■ SOURCE MATERIAL:

=== Section Start ===

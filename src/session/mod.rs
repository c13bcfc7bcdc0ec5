pub mod notice;
pub mod orchestrator;
pub mod state;

pub use notice::SessionNotice;
pub use orchestrator::{SessionDriver, SessionHandle};
pub use state::{CycleId, Effect, Event, Outcome, RejectReason, Session, SessionState, VideoState};
//! Diagnosis service: domain types, wire decoding, HTTP client and mock.

pub mod client;
pub mod error;
pub mod mock;
pub mod types;
pub mod wire;

pub use client::{AdvisorService, HttpAdvisorClient};
pub use error::{DiagnosisError, RequestError, ResponseClass, VideoError};
pub use mock::MockService;
pub use types::{
    DiagnosisResult, ImagePayload, ManualRegistryStatus, Persona, Query, ServiceAck, Slide,
    SlideImage, UploadReceipt, VideoAsset,
};
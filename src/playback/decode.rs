//! Narration decoding to mono PCM.
//!
//! The service sends MP3; locally produced narration is usually WAV. Both go
//! through symphonia so the frame count, not the byte length, decides how
//! long the narration runs.

use crate::error::{AdvisorError, Result};
use std::io::Cursor;
use symphonia::core::audio::SampleBuffer;
use symphonia::core::codecs::DecoderOptions;
use symphonia::core::errors::Error as SymphError;
use symphonia::core::formats::FormatOptions;
use symphonia::core::io::MediaSourceStream;
use symphonia::core::meta::MetadataOptions;
use symphonia::core::probe::Hint;

/// Decoded narration, downmixed to one channel.
#[derive(Debug, Clone, PartialEq)]
pub struct DecodedNarration {
    pub samples: Vec<f32>,
    pub sample_rate: u32,
}

impl DecodedNarration {
    pub fn frames(&self) -> usize {
        self.samples.len()
    }

    pub fn duration_seconds(&self) -> f64 {
        self.frames() as f64 / f64::from(self.sample_rate)
    }
}

fn decode_error(message: impl Into<String>) -> AdvisorError {
    AdvisorError::Playback {
        message: message.into(),
    }
}

/// Decode `audio` and downmix it to mono.
///
/// Fails when the container is unrecognized or no frame decodes.
pub fn decode_narration(audio: &[u8]) -> Result<DecodedNarration> {
    let mss = MediaSourceStream::new(Box::new(Cursor::new(audio.to_vec())), Default::default());

    let mut hint = Hint::new();
    if audio.starts_with(b"RIFF") {
        hint.with_extension("wav");
    } else {
        hint.with_extension("mp3");
    }

    let probed = symphonia::default::get_probe()
        .format(
            &hint,
            mss,
            &FormatOptions::default(),
            &MetadataOptions::default(),
        )
        .map_err(|e| decode_error(format!("unrecognized narration audio: {e}")))?;

    let mut format = probed.format;
    let track = format
        .default_track()
        .ok_or_else(|| decode_error("narration has no audio track"))?;
    let track_id = track.id;
    let codec_params = track.codec_params.clone();
    let sample_rate = codec_params
        .sample_rate
        .filter(|rate| *rate > 0)
        .ok_or_else(|| decode_error("narration sample rate is unknown"))?;

    let mut decoder = symphonia::default::get_codecs()
        .make(&codec_params, &DecoderOptions::default())
        .map_err(|e| decode_error(format!("no decoder for narration: {e}")))?;

    let mut samples: Vec<f32> = Vec::new();
    let mut sample_buf: Option<SampleBuffer<f32>> = None;

    loop {
        let packet = match format.next_packet() {
            Ok(packet) => packet,
            Err(SymphError::IoError(e)) if e.kind() == std::io::ErrorKind::UnexpectedEof => break,
            Err(e) => return Err(decode_error(format!("narration read error: {e}"))),
        };
        if packet.track_id() != track_id {
            continue;
        }

        let decoded = match decoder.decode(&packet) {
            Ok(decoded) => decoded,
            Err(SymphError::DecodeError(_)) => continue,
            Err(e) => return Err(decode_error(format!("narration decode error: {e}"))),
        };

        let spec = *decoded.spec();
        let channels = spec.channels.count().max(1);
        let frames = decoded.frames() as u64;
        let required = usize::try_from(frames)
            .unwrap_or(usize::MAX)
            .saturating_mul(channels);
        if sample_buf.as_ref().is_none_or(|buf| buf.capacity() < required) {
            sample_buf = Some(SampleBuffer::<f32>::new(frames, spec));
        } else if let Some(buf) = sample_buf.as_mut() {
            buf.clear();
        }

        let Some(buf) = sample_buf.as_mut() else {
            continue;
        };
        buf.copy_interleaved_ref(decoded);
        let data = buf.samples();
        if channels == 1 {
            samples.extend_from_slice(data);
        } else {
            samples.extend(
                data.chunks_exact(channels)
                    .map(|frame| frame.iter().sum::<f32>() / channels as f32),
            );
        }
    }

    if samples.is_empty() {
        return Err(decode_error("narration contains no audio frames"));
    }
    Ok(DecodedNarration {
        samples,
        sample_rate,
    })
}

/// Linear resampling of a mono signal.
pub fn resample_linear(input: &[f32], from_rate: u32, to_rate: u32) -> Vec<f32> {
    if input.is_empty() || from_rate == to_rate || from_rate == 0 || to_rate == 0 {
        return input.to_vec();
    }

    let ratio = f64::from(to_rate) / f64::from(from_rate);
    let out_len = ((input.len() as f64) * ratio).round() as usize;
    let last = input.len() - 1;

    (0..out_len)
        .map(|i| {
            let src = i as f64 / ratio;
            let i0 = (src.floor() as usize).min(last);
            let i1 = (i0 + 1).min(last);
            let t = (src - i0 as f64) as f32;
            input[i0] * (1.0 - t) + input[i1] * t
        })
        .collect()
}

=== Section End ===

■ TASK BRIEF:
Beginning of the records through the line with "use symphonia::core::codecs::DecoderOptions;": return that span exactly and stop there.

■ EXERCISE OUTPUT:
filename src/session/mod.rs
repository c13bcfc7bcdc0ec5
pub mod notice;
pub mod orchestrator;
pub mod state;

pub use notice::SessionNotice;
pub use orchestrator::{SessionDriver, SessionHandle};
pub use state::{CycleId, Effect, Event, Outcome, RejectReason, Session, SessionState, VideoState};
//! Diagnosis service: domain types, wire decoding, HTTP client and mock.

pub mod client;
pub mod error;
pub mod mock;
pub mod types;
pub mod wire;

pub use client::{AdvisorService, HttpAdvisorClient};
pub use error::{DiagnosisError, RequestError, ResponseClass, VideoError};
pub use mock::MockService;
pub use types::{
    DiagnosisResult, ImagePayload, ManualRegistryStatus, Persona, Query, ServiceAck, Slide,
    SlideImage, UploadReceipt, VideoAsset,
};
filename src/playback/decode.rs
//! Narration decoding to mono PCM.
//!
//! The service sends MP3; locally produced narration is usually WAV. Both go
//! through symphonia so the frame count, not the byte length, decides how
//! long the narration runs.

use crate::error::{AdvisorError, Result};
use std::io::Cursor;
use symphonia::core::audio::SampleBuffer;
use symphonia::core::codecs::DecoderOptions;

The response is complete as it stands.